25日の国民投票では、78%が新憲法制定を支持。新憲法の起草については、80%が男女構成比率を同じにした市民の団体が担うことに賛成票を投じた。
新憲法の制定は長い道のりとなる。制憲代表者を決める選挙は来年4月に行われ、最長2年かけて草案を策定し、3分の2以上の賛成で承認されれば、それが国民投票にかけられる。
フィッチ・レーティングスとムーディーズ・インベスターズ・サービスは、長期におよぶ新憲法制定手続きが、2019年に激化した抗議デモや新型コロナウイルス感染拡大で既に高まっている先行き不透明感をさらに深刻化する可能性があると指摘している。

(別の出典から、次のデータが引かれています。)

//! Console rendering of pushed events and REST results.
//!
//! Every function returns a `String` so the output can be asserted on; the
//! binary prints it.

use colored::*;
use serde_json::Value;

use crate::events::{AgentStateChange, Alert, HelixEvent, InboundMessage, RitualCompletion, UcfUpdate};

pub const BANNER_WIDTH: usize = 60;

/// `====` / title / `====` block.
pub fn banner(title: &str) -> String {
    let rule = "=".repeat(BANNER_WIDTH);
    format!("{rule}\n{}\n{rule}", title.bold())
}

/// Upper-case the first character.
pub fn capitalize(s: &str) -> String {
    let mut chars = s.chars();
    match chars.next() {
        Some(first) => first.to_uppercase().chain(chars).collect(),
        None => String::new(),
    }
}

pub fn format_ucf_update(timestamp: &str, update: &UcfUpdate) -> String {
    let ucf = &update.ucf;
    let mut out = format!(
        "[{timestamp}] {} (Phase: {})\n",
        "UCF Update".bright_cyan().bold(),
        update.phase
    );
    out.push_str(&format!("  Harmony:    {:.3}\n", ucf.harmony));
    out.push_str(&format!("  Resilience: {:.3}\n", ucf.resilience));
    out.push_str(&format!("  Prana:      {:.3}\n", ucf.prana));
    out.push_str(&format!("  Drishti:    {:.3}\n", ucf.drishti));
    out.push_str(&format!("  Klesha:     {:.3}\n", ucf.klesha));
    out.push_str(&format!("  Zoom:       {:.3}", ucf.zoom));
    if ucf.is_harmony_critical() {
        out.push_str(&format!("\n  {}", "WARNING: Harmony critical!".bright_red().bold()));
    }
    out
}

pub fn format_agent_state_change(timestamp: &str, change: &AgentStateChange) -> String {
    format!(
        "[{timestamp}] {}\n  Agent: {}\n  {} -> {}",
        "Agent State Change".bright_magenta().bold(),
        change.agent,
        change.old_status,
        change.new_status
    )
}

pub fn format_ritual_completion(timestamp: &str, done: &RitualCompletion) -> String {
    let steps = done
        .ritual
        .steps
        .map(|s| s.to_string())
        .unwrap_or_else(|| "?".to_string());
    let duration = done
        .ritual
        .duration_seconds
        .map(|d| d.to_string())
        .unwrap_or_else(|| "?".to_string());
    format!(
        "[{timestamp}] {}\n  Steps: {steps}\n  Duration: {duration}s",
        "Ritual Completed".bright_green().bold()
    )
}

pub fn format_alert(timestamp: &str, alert: &Alert) -> String {
    let mut out = format!(
        "[{timestamp}] {} ({})\n  {}",
        "Alert".bright_red().bold(),
        alert.severity.to_uppercase(),
        alert.message
    );
    if let Some(action) = alert.recommended_action.as_deref().filter(|a| !a.is_empty()) {
        out.push_str(&format!("\n  Recommended: {action}"));
    }
    out
}

pub fn format_unknown(timestamp: &str, message: &InboundMessage) -> String {
    format!(
        "[{timestamp}] Unknown event: {}\n  Data: {}",
        message.event, message.payload
    )
}

/// Render any inbound message. Malformed known events fall back to the raw
/// rendering.
pub fn format_event(message: &InboundMessage) -> String {
    let ts = message.timestamp.as_deref().unwrap_or("-");
    match message.typed() {
        Ok(HelixEvent::UcfUpdate(u)) => format_ucf_update(ts, &u),
        Ok(HelixEvent::AgentStateChange(c)) => format_agent_state_change(ts, &c),
        Ok(HelixEvent::RitualCompletion(r)) => format_ritual_completion(ts, &r),
        Ok(HelixEvent::Alert(a)) => format_alert(ts, &a),
        Ok(HelixEvent::Other(_)) | Err(_) => format_unknown(ts, message),
    }
}

/// One line per numeric field of a UCF response, in key order.
pub fn format_metrics(ucf: &Value) -> String {
    let Some(map) = ucf.as_object() else {
        return String::new();
    };
    let mut keys: Vec<&String> = map.keys().collect();
    keys.sort();
    keys.into_iter()
        .filter_map(|k| map[k].as_f64().map(|v| format!("   {}: {v:.3}", capitalize(k))))
        .collect::<Vec<_>>()
        .join("\n")
}

/// Number formatted with three decimals, or `?` when absent.
pub fn fmt3(v: &Value) -> String {
    v.as_f64()
        .map(|f| format!("{f:.3}"))
        .unwrap_or_else(|| "?".to_string())
}

/// String field, or `fallback` when absent.
pub fn text<'a>(v: &'a Value, fallback: &'a str) -> &'a str {
    v.as_str().unwrap_or(fallback)
}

フィッチは「新憲法制定のプロセスやそれに関連した今後2年の何度かの選挙で国内政治を巡る不透明感が増し、投資や景気回復見通しに影響を及ぼす可能性がある」と指摘した。
新憲法では、先住民マプチェ族の認知、団体交渉力、水・用地関連の権利、ヘルスケア、教育、年金などの問題が焦点となり、議論される見通し。
市場参加者やアナリストの大半は、チリが1990年代に民主主義国家に戻って以降、国内経済成長を後押ししてきた自由市場や中銀の独立性などの点は新憲法にそのまま盛り込まれると考えている。